- [DATA EXTRACTS]
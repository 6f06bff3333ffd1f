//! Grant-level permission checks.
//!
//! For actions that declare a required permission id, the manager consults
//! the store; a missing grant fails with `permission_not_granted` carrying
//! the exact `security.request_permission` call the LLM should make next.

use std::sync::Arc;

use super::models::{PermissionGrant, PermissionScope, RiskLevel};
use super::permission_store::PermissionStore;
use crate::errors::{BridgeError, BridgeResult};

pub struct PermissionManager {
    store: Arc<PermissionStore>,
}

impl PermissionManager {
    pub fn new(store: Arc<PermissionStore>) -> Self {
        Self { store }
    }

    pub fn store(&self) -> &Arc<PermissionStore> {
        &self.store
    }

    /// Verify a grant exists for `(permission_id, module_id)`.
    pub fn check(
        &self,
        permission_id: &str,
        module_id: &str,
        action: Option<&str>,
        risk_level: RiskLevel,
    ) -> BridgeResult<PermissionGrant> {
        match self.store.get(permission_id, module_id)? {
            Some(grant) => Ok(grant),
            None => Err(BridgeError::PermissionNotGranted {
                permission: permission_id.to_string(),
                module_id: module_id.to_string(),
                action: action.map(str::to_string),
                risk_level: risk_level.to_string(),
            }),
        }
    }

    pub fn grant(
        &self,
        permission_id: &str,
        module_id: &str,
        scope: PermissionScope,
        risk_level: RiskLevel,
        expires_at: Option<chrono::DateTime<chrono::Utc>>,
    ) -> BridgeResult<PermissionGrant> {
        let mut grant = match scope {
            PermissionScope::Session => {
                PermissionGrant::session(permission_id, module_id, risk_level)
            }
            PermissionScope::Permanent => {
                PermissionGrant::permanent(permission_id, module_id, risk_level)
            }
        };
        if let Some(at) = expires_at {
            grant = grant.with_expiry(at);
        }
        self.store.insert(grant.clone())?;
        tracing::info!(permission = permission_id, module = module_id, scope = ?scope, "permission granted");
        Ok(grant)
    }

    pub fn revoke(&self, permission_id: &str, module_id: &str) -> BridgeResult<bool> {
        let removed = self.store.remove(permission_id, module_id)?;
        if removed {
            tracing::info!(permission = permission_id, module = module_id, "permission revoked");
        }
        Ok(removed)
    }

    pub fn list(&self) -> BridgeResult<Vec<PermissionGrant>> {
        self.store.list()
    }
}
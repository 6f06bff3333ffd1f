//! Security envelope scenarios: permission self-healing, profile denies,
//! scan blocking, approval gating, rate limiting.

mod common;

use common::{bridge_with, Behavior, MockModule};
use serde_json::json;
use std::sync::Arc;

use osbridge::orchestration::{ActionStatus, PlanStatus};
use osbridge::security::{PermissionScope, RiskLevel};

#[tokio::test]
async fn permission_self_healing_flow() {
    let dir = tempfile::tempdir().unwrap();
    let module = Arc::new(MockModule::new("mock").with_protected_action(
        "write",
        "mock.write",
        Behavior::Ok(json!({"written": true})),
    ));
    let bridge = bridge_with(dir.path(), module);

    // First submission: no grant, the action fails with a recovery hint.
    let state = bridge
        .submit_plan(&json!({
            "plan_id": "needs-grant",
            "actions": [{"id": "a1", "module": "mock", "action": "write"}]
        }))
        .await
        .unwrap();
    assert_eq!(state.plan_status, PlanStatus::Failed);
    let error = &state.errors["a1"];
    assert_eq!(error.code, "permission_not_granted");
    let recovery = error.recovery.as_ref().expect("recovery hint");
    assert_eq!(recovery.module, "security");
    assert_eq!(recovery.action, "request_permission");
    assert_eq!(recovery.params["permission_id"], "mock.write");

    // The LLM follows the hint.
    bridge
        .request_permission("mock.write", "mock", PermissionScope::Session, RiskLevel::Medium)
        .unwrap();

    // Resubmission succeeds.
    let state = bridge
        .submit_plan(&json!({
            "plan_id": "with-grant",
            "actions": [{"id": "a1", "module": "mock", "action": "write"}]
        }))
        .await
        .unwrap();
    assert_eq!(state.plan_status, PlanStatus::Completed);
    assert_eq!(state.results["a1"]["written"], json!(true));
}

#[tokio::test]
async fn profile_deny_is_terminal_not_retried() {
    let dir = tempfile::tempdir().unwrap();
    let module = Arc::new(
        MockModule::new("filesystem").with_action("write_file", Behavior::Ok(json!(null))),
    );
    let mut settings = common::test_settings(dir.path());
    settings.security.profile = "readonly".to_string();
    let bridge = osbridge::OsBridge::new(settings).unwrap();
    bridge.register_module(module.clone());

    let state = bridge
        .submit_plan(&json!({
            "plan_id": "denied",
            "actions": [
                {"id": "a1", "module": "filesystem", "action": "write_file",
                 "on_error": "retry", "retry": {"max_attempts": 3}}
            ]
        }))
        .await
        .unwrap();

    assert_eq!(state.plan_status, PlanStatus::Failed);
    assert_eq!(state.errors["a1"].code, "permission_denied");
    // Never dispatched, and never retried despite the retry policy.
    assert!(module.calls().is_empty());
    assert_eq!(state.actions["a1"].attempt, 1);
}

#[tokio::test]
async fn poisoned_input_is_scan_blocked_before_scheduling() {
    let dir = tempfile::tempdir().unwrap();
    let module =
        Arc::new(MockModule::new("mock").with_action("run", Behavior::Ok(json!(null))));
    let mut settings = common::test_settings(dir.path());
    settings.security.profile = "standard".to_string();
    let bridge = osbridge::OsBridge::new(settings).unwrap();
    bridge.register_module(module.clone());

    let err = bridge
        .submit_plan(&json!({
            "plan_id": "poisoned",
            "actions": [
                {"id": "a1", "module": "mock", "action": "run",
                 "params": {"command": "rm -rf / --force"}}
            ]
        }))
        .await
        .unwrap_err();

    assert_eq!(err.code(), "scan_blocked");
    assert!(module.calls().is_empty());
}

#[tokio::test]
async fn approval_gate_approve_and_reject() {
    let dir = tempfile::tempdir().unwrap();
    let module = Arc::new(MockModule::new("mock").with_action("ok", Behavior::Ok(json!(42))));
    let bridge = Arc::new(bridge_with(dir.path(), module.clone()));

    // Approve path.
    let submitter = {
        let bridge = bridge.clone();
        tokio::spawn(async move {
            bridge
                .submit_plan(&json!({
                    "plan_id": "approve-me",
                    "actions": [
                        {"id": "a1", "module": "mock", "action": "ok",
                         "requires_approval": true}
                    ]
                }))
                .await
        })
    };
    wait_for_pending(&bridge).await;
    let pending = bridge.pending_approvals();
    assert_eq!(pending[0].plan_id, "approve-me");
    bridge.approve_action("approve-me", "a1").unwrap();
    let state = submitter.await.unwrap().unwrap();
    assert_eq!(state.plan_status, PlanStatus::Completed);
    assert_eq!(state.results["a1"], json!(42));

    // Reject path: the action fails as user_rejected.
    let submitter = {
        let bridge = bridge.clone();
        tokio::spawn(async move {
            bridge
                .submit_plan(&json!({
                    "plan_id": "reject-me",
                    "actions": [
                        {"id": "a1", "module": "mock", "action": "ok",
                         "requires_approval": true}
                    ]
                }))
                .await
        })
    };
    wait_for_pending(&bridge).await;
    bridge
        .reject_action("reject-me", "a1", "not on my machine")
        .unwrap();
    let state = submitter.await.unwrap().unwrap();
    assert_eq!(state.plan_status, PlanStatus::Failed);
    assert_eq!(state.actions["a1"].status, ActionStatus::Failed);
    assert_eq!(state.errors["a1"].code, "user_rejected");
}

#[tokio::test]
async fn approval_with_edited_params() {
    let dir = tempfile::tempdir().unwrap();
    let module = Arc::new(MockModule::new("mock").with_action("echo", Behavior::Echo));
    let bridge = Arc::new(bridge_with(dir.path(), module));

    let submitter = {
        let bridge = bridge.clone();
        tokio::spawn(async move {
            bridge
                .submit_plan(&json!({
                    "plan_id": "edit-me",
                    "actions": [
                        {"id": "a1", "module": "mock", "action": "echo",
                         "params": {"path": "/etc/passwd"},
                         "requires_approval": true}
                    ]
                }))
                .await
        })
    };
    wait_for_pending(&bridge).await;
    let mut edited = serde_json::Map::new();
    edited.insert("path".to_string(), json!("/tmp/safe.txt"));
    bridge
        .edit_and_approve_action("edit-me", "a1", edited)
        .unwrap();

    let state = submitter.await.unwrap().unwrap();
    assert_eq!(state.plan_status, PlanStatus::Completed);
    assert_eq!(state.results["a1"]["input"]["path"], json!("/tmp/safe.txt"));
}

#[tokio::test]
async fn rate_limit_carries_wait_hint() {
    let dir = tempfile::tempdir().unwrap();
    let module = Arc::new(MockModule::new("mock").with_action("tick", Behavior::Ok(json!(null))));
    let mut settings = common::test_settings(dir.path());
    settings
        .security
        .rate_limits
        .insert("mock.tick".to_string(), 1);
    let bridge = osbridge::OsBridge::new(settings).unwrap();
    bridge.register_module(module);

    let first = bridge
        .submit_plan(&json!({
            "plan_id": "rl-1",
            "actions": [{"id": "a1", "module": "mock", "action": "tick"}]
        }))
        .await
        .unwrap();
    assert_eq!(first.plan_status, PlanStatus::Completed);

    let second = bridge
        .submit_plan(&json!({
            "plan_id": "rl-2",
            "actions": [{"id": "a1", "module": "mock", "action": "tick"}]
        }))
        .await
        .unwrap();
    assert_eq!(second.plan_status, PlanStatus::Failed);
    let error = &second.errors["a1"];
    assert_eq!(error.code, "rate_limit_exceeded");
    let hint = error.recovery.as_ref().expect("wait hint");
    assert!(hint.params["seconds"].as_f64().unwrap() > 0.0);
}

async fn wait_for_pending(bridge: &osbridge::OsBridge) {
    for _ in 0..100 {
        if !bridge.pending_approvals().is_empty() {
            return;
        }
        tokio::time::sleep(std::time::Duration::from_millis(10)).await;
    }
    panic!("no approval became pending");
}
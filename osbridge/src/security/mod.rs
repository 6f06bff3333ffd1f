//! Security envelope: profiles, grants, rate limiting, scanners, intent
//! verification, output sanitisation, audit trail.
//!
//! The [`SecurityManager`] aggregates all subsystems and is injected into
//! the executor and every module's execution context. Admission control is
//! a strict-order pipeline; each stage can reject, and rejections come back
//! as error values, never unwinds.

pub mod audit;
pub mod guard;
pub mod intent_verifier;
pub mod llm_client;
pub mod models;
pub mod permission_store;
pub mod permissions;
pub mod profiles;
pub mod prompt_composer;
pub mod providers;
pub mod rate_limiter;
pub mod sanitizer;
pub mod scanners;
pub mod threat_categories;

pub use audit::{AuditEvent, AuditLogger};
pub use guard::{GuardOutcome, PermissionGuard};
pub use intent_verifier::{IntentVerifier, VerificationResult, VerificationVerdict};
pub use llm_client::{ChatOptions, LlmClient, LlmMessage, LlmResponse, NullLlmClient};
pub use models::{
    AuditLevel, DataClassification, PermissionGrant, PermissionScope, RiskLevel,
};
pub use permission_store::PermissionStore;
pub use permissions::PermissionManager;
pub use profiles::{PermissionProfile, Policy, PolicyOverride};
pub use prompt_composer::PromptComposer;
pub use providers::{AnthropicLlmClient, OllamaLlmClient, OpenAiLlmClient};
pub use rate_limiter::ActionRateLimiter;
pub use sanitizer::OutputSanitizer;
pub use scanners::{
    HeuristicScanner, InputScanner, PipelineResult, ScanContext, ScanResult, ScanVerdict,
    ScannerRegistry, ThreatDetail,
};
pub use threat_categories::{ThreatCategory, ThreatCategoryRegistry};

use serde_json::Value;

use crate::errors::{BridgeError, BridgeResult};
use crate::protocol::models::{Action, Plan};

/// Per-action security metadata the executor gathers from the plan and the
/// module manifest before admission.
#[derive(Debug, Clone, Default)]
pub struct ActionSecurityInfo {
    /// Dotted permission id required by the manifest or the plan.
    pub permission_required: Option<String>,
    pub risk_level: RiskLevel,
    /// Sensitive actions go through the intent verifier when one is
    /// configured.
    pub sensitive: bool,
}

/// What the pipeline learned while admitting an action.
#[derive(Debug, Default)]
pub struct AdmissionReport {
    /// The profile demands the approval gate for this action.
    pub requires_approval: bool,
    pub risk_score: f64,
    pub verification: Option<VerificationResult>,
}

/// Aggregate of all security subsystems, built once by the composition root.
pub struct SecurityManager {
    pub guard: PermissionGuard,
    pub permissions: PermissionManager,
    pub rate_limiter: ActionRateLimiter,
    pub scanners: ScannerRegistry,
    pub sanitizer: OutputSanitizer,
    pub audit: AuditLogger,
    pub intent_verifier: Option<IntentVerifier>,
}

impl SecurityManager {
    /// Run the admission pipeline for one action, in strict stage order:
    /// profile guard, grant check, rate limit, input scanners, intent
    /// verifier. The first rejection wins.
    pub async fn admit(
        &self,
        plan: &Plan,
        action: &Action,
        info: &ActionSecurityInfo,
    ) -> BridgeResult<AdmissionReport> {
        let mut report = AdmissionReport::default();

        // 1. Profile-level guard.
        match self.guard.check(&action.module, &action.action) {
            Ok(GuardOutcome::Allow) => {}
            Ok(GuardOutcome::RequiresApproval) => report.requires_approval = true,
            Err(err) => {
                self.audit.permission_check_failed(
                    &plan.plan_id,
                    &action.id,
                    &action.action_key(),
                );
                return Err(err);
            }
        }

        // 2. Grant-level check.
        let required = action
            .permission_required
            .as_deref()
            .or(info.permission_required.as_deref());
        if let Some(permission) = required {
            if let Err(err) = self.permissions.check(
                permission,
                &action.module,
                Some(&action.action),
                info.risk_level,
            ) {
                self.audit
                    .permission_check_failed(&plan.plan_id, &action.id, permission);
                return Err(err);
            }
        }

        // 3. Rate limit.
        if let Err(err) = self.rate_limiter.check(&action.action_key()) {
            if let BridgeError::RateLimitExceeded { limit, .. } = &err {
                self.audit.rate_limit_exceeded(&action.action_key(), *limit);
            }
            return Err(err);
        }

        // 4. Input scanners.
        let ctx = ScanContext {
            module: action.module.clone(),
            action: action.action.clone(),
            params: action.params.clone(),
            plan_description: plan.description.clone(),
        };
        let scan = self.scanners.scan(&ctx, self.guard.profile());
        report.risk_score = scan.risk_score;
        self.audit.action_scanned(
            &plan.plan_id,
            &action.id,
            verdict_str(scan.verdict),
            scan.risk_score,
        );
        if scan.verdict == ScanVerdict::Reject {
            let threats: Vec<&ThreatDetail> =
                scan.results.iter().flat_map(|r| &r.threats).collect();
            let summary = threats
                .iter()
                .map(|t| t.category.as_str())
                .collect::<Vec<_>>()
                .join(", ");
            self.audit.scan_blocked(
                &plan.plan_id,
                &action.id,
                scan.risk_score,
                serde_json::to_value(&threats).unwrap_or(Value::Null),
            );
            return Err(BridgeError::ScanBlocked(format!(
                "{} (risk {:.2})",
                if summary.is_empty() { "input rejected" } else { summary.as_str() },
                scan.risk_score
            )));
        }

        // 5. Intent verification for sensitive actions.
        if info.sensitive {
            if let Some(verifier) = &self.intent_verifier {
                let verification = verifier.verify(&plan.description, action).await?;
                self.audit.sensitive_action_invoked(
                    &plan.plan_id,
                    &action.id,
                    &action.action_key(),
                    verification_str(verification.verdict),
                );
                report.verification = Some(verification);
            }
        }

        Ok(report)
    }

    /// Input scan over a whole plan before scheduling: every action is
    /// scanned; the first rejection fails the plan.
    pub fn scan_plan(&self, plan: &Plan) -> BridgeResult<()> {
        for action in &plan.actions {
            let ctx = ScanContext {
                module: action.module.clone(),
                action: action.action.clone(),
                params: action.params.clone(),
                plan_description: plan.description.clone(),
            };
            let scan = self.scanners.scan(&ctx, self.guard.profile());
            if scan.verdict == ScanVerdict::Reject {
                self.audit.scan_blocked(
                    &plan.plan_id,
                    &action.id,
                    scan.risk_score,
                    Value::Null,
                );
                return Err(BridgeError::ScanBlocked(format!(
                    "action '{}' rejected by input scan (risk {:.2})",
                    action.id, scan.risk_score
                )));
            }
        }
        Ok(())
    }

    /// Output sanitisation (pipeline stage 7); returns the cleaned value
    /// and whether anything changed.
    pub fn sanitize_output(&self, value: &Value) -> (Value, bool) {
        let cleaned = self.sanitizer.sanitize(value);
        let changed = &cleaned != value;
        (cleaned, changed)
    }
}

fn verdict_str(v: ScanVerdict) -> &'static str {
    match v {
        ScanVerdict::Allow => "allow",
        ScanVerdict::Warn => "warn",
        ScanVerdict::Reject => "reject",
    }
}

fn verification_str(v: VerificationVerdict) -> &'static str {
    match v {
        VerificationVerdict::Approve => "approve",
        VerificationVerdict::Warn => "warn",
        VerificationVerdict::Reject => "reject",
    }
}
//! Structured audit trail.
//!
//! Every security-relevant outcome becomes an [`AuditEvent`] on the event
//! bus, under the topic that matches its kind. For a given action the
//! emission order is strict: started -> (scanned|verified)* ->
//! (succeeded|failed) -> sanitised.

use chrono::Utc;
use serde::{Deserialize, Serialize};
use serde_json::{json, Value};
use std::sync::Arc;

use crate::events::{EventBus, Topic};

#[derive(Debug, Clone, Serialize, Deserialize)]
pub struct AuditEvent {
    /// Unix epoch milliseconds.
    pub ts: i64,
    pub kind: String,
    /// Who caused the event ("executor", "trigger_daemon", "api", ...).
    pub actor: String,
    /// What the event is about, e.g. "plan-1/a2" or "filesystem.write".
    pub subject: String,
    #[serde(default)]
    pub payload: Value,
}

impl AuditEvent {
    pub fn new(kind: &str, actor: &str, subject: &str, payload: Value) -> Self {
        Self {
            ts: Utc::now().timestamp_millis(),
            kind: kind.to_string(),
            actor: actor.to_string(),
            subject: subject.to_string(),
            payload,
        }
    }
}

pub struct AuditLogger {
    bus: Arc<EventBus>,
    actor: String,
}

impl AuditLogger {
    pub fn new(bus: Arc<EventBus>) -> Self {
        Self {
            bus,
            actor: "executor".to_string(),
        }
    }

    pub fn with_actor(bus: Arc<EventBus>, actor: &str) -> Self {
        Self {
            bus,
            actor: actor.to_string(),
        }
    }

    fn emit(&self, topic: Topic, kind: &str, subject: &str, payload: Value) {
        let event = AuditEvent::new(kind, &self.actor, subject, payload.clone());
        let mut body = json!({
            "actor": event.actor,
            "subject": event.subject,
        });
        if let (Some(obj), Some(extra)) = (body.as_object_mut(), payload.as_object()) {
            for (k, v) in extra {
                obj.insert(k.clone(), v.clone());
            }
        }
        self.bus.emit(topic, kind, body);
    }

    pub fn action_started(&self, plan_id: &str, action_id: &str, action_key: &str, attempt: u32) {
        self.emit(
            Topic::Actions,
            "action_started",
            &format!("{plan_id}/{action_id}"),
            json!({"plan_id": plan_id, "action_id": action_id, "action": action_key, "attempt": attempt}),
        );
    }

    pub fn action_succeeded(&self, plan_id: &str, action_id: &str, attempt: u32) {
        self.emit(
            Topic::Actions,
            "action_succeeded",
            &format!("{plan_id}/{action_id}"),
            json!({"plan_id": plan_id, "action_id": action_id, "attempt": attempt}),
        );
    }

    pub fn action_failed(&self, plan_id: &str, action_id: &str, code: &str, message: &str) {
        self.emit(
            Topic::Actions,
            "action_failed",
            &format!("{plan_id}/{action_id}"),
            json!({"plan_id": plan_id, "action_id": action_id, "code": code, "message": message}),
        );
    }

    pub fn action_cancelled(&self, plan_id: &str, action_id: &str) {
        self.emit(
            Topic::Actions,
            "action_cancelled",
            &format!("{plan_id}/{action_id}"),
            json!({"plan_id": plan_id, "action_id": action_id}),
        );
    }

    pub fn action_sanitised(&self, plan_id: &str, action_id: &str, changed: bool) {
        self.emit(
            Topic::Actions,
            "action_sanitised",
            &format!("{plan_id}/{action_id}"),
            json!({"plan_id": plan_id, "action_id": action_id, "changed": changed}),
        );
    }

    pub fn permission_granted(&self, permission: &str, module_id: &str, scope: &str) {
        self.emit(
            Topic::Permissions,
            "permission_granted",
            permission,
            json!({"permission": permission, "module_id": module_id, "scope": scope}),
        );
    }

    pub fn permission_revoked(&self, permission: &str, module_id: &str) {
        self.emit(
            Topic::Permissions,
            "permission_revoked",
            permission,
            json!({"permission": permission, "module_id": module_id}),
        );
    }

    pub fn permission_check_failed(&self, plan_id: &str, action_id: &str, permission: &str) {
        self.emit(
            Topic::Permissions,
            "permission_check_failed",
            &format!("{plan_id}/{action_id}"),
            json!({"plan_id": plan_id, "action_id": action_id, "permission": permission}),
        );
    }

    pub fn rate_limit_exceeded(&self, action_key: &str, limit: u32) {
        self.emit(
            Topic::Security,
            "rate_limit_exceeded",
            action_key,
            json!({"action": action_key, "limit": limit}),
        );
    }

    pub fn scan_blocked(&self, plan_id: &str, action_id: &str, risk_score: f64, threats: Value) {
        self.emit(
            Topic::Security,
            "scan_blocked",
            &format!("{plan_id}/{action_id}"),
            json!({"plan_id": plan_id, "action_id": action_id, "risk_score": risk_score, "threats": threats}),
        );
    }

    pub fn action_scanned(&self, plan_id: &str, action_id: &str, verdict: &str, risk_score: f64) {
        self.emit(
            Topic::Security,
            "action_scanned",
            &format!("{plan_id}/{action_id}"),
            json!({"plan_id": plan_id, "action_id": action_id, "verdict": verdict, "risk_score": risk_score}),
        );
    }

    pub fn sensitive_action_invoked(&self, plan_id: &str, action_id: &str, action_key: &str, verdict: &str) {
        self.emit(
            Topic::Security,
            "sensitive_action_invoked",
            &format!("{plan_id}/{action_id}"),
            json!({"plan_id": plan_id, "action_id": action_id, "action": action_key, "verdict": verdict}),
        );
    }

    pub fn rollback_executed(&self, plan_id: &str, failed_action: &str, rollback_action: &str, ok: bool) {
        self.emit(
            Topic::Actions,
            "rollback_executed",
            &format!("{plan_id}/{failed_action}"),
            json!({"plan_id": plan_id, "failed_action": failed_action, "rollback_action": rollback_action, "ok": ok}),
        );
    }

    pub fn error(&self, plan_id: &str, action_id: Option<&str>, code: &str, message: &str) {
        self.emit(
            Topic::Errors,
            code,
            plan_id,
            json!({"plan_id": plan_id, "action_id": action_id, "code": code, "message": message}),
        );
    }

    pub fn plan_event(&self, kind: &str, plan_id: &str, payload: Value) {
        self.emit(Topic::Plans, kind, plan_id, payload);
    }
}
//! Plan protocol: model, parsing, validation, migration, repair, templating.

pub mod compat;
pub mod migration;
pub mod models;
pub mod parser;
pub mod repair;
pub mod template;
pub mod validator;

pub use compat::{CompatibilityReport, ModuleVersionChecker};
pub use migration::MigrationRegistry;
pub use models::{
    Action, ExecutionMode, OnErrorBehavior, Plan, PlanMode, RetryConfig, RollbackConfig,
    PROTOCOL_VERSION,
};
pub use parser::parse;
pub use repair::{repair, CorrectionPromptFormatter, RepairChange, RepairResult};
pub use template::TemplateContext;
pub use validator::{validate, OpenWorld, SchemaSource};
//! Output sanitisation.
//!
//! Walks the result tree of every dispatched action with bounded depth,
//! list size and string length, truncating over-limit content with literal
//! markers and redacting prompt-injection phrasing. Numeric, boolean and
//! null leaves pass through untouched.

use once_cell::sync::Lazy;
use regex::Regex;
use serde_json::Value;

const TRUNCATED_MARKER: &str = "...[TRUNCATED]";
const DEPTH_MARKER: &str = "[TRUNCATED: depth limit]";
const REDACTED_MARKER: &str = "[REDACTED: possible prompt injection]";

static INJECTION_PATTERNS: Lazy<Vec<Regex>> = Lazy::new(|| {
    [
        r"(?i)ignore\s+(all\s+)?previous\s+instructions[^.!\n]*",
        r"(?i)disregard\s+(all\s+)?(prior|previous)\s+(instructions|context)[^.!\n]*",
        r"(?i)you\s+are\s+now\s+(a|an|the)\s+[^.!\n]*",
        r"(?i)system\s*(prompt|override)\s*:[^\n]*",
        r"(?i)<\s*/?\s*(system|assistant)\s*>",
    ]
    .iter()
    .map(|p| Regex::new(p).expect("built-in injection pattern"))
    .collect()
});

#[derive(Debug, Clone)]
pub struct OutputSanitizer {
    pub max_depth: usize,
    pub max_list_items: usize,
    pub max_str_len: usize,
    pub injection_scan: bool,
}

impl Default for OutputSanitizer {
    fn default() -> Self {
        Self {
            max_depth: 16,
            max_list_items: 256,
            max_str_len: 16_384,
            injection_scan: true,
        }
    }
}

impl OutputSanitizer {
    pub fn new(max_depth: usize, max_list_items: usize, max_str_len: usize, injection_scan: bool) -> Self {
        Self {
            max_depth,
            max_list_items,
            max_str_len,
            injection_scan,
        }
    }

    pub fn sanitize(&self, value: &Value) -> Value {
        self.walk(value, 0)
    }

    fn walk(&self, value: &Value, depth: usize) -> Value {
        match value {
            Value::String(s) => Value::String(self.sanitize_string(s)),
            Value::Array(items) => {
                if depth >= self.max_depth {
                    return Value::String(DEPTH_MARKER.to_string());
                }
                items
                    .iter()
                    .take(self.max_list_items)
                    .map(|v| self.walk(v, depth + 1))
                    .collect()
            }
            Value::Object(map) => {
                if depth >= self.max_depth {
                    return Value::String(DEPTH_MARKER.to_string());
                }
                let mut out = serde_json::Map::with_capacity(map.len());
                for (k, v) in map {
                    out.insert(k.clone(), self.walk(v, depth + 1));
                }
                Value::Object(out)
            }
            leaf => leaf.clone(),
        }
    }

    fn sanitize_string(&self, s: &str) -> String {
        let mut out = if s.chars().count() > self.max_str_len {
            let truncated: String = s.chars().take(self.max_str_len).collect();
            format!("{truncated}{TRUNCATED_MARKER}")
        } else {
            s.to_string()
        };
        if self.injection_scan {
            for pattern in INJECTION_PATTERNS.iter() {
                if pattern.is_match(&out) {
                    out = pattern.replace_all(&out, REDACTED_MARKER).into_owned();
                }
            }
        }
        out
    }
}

- [WHAT TO DO] Working from the entries above, find every line in which the word "subject" occurs and copy it.

- [THE COMPLETED TASK]
    pub subject: String,
    pub fn new(kind: &str, actor: &str, subject: &str, payload: Value) -> Self {
            subject: subject.to_string(),
    fn emit(&self, topic: Topic, kind: &str, subject: &str, payload: Value) {
        let event = AuditEvent::new(kind, &self.actor, subject, payload.clone());
            "subject": event.subject,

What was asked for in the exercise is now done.